◆ **Brief**
Please print each record exactly, omitting none of them.

◆ **Records for the task**
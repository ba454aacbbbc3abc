//! Fixed-width terminal tables.

use crate::rows::ReportRow;

const COLUMNS: [&str; 5] = ["Model", "Lemma", "Status", "Steps", "Flags"];

fn cells(row: &ReportRow) -> [String; 5] {
    [
        row.model.clone(),
        row.lemma.clone(),
        row.status_cell(),
        row.steps_cell(),
        row.flags_cell(),
    ]
}

/// Render rows as an aligned ASCII table with a header rule.
pub fn render_table(rows: &[ReportRow]) -> String {
    let body: Vec<[String; 5]> = rows.iter().map(cells).collect();

    let mut widths: Vec<usize> = COLUMNS.iter().map(|c| c.len()).collect();
    for row in &body {
        for (width, cell) in widths.iter_mut().zip(row.iter()) {
            *width = (*width).max(cell.len());
        }
    }

    let format_line = |cells: &[String]| {
        let mut line = String::new();
        for (i, (cell, &width)) in cells.iter().zip(&widths).enumerate() {
            if i > 0 {
                line.push_str("  ");
            }
            line.push_str(&format!("{cell:<width$}"));
        }
        line.trim_end().to_string() + "\n"
    };

    let header: Vec<String> = COLUMNS.iter().map(|c| c.to_string()).collect();
    let mut out = format_line(&header);
    let rule_len = widths.iter().sum::<usize>() + 2 * (widths.len() - 1);
    out.push_str(&"-".repeat(rule_len));
    out.push('\n');
    for row in &body {
        out.push_str(&format_line(row));
    }
    out
}

/// Table restricted to decided (verified / falsified) rows; used for the
/// per-model summary.
pub fn render_decided_table(rows: &[ReportRow]) -> String {
    let decided: Vec<ReportRow> = rows.iter().filter(|r| r.is_decided()).cloned().collect();
    render_table(&decided)
}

◆ **Task answer**
repository ba454aacbbbc3abc
//! Fixed-width terminal tables.

use crate::rows::ReportRow;

const COLUMNS: [&str; 5] = ["Model", "Lemma", "Status", "Steps", "Flags"];

fn cells(row: &ReportRow) -> [String; 5] {
    [
        row.model.clone(),
        row.lemma.clone(),
        row.status_cell(),
        row.steps_cell(),
        row.flags_cell(),
    ]
}

/// Render rows as an aligned ASCII table with a header rule.
pub fn render_table(rows: &[ReportRow]) -> String {
    let body: Vec<[String; 5]> = rows.iter().map(cells).collect();

    let mut widths: Vec<usize> = COLUMNS.iter().map(|c| c.len()).collect();
    for row in &body {
        for (width, cell) in widths.iter_mut().zip(row.iter()) {
            *width = (*width).max(cell.len());
        }
    }

    let format_line = |cells: &[String]| {
        let mut line = String::new();
        for (i, (cell, &width)) in cells.iter().zip(&widths).enumerate() {
            if i > 0 {
                line.push_str("  ");
            }
            line.push_str(&format!("{cell:<width$}"));
        }
        line.trim_end().to_string() + "\n"
    };

    let header: Vec<String> = COLUMNS.iter().map(|c| c.to_string()).collect();
    let mut out = format_line(&header);
    let rule_len = widths.iter().sum::<usize>() + 2 * (widths.len() - 1);
    out.push_str(&"-".repeat(rule_len));
    out.push('\n');
    for row in &body {
        out.push_str(&format_line(row));
    }
    out
}

/// Table restricted to decided (verified / falsified) rows; used for the
/// per-model summary.
pub fn render_decided_table(rows: &[ReportRow]) -> String {
    let decided: Vec<ReportRow> = rows.iter().filter(|r| r.is_decided()).cloned().collect();
    render_table(&decided)
}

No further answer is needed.